Poder, tu cantavas nas nossas esplêndidas estradas!...No deleite do sal estão todas as lanças do espírito...Com sal avivarei as bocas mortas do desejo! Quem não louvou a sede bebendo por um casco a água das areias, pouco crédito me merece no comércio das almas... (E o sol não é sequer nomeado mas o seu poder está entre nós.)
Homens, gente de poeira e de qualquer figura, gente de negócio e de lazer, gente vizinha e gente distante, ó gente de pouco peso na memória destes lugares; gente dos vales e dos planaltos e dos mais altos declives deste mundo ao expirar de nossas margens; farejam indícios, sementes e confessam desalentos a oeste; seguem pistas, estações, erguem tendas no vento leve da aurora; ó prospectores de pontos d'água na crosta do mundo; ó prospectores, ó inventores de razões para partir, não traficais um sal mais forte quando, pela manhã, num presságio de reinos e de águas mortas suspensas do alto sobre as brumas do mundo, os tambores do exílio despertam pelas fronteiras a eternidade que boceja sobre as areias."


"Traçai estradas por onde partam gentes de toda raça, mostrando o amarelo dos tacões: príncipes, ministros, capitães de vozes amigdalinas; aqueles que fizeram grandes coisas, e aqueles que em sonho vêem isto ou aquilo...O padre publicou as suas leis contra o gosto das mulheres por animais.
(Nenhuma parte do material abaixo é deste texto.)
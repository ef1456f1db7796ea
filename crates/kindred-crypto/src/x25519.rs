//! X25519 Diffie-Hellman key agreement (RFC 7748).
//!
//! The agreement keys used by the handshake are never generated directly;
//! they are derived from Ed25519 identities (see [`crate::identity`]). Random
//! keys are only used for the ephemeral half of a sealed box.
//!
//! - Low-order point rejection
//! - Automatic key clamping (RFC 7748)
//! - Zeroization of sensitive data

use crate::CryptoError;
use rand_core::{CryptoRng, RngCore};
use std::fmt;
use zeroize::{Zeroize, ZeroizeOnDrop};

/// X25519 private key (32 bytes).
#[derive(Clone, ZeroizeOnDrop, Zeroize)]
pub struct PrivateKey(x25519_dalek::StaticSecret);

/// X25519 public key (32 bytes).
#[derive(Clone, Copy, PartialEq, Eq, Hash)]
pub struct PublicKey(x25519_dalek::PublicKey);

/// X25519 shared secret (32 bytes).
#[derive(ZeroizeOnDrop, Zeroize)]
pub struct SharedSecret(x25519_dalek::SharedSecret);

impl PrivateKey {
    /// Generate a new random private key.
    pub fn generate<R: RngCore + CryptoRng>(rng: &mut R) -> Self {
        Self(x25519_dalek::StaticSecret::random_from_rng(rng))
    }

    /// Derive the public key from this private key (`scalarMultBase`).
    #[must_use]
    pub fn public_key(&self) -> PublicKey {
        PublicKey(x25519_dalek::PublicKey::from(&self.0))
    }

    /// Perform Diffie-Hellman key agreement (`scalarMult`).
    ///
    /// # Errors
    ///
    /// Returns [`CryptoError::InvalidPublicKey`] if the peer's public key is a
    /// low-order point, which would yield an all-zero shared secret.
    pub fn exchange(&self, peer_public: &PublicKey) -> Result<SharedSecret, CryptoError> {
        let shared = self.0.diffie_hellman(&peer_public.0);

        if !shared.was_contributory() {
            return Err(CryptoError::InvalidPublicKey);
        }

        Ok(SharedSecret(shared))
    }

    /// Export as bytes.
    ///
    /// # Security
    ///
    /// The returned bytes contain the raw private key. Handle with care.
    #[must_use]
    pub fn to_bytes(&self) -> [u8; 32] {
        self.0.to_bytes()
    }

    /// Import from bytes. Clamping is applied at agreement time.
    #[must_use]
    pub fn from_bytes(bytes: [u8; 32]) -> Self {
        Self(x25519_dalek::StaticSecret::from(bytes))
    }
}

impl fmt::Debug for PrivateKey {
    fn fmt(&self, f: &mut fmt::Formatter<'_>) -> fmt::Result {
        f.write_str("PrivateKey(<redacted>)")
    }
}

impl PublicKey {
    /// Export public key as bytes.
    #[must_use]
    pub fn to_bytes(&self) -> [u8; 32] {
        *self.0.as_bytes()
    }

    /// Import public key from bytes.
    #[must_use]
    pub fn from_bytes(bytes: [u8; 32]) -> Self {
        Self(x25519_dalek::PublicKey::from(bytes))
    }

    /// Get bytes as a slice.
    #[must_use]
    pub fn as_bytes(&self) -> &[u8; 32] {
        self.0.as_bytes()
    }
}

impl fmt::Debug for PublicKey {
    fn fmt(&self, f: &mut fmt::Formatter<'_>) -> fmt::Result {
        write!(f, "PublicKey({})", hex::encode(self.as_bytes()))
    }
}

impl SharedSecret {
    /// Get shared secret as bytes.
    ///
    /// # Security
    ///
    /// Run the shared secret through a KDF (see [`crate::hash::Kdf`]) before
    /// using it as an encryption key.
    #[must_use]
    pub fn as_bytes(&self) -> &[u8; 32] {
        self.0.as_bytes()
    }
}

impl fmt::Debug for SharedSecret {
    fn fmt(&self, f: &mut fmt::Formatter<'_>) -> fmt::Result {
        f.write_str("SharedSecret(<redacted>)")
    }
}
O gramático escolhe o ar livre para lugar das suas disputas. O alfaiate pendura a uma velha árvore um fato novo dum belíssimo veludo. E o homem que sofre de gonorreia lava a sua roupa em água pura. Queima-se a sela do enfermiço, e o odor, ao alcançar o remador no seu banco, como lhe é agradável. (...) E aos mortos sob a areia e a urina e o sal da terra, eis que lhes sucede como à gluma cujo grão foi dado aos pássaros. E minha alma, minha alma em grande estridor vela às portas da morte - Mas diz ao Príncipe que se acalme: na ponta da lança, entre nós, este crânio de cavalo!"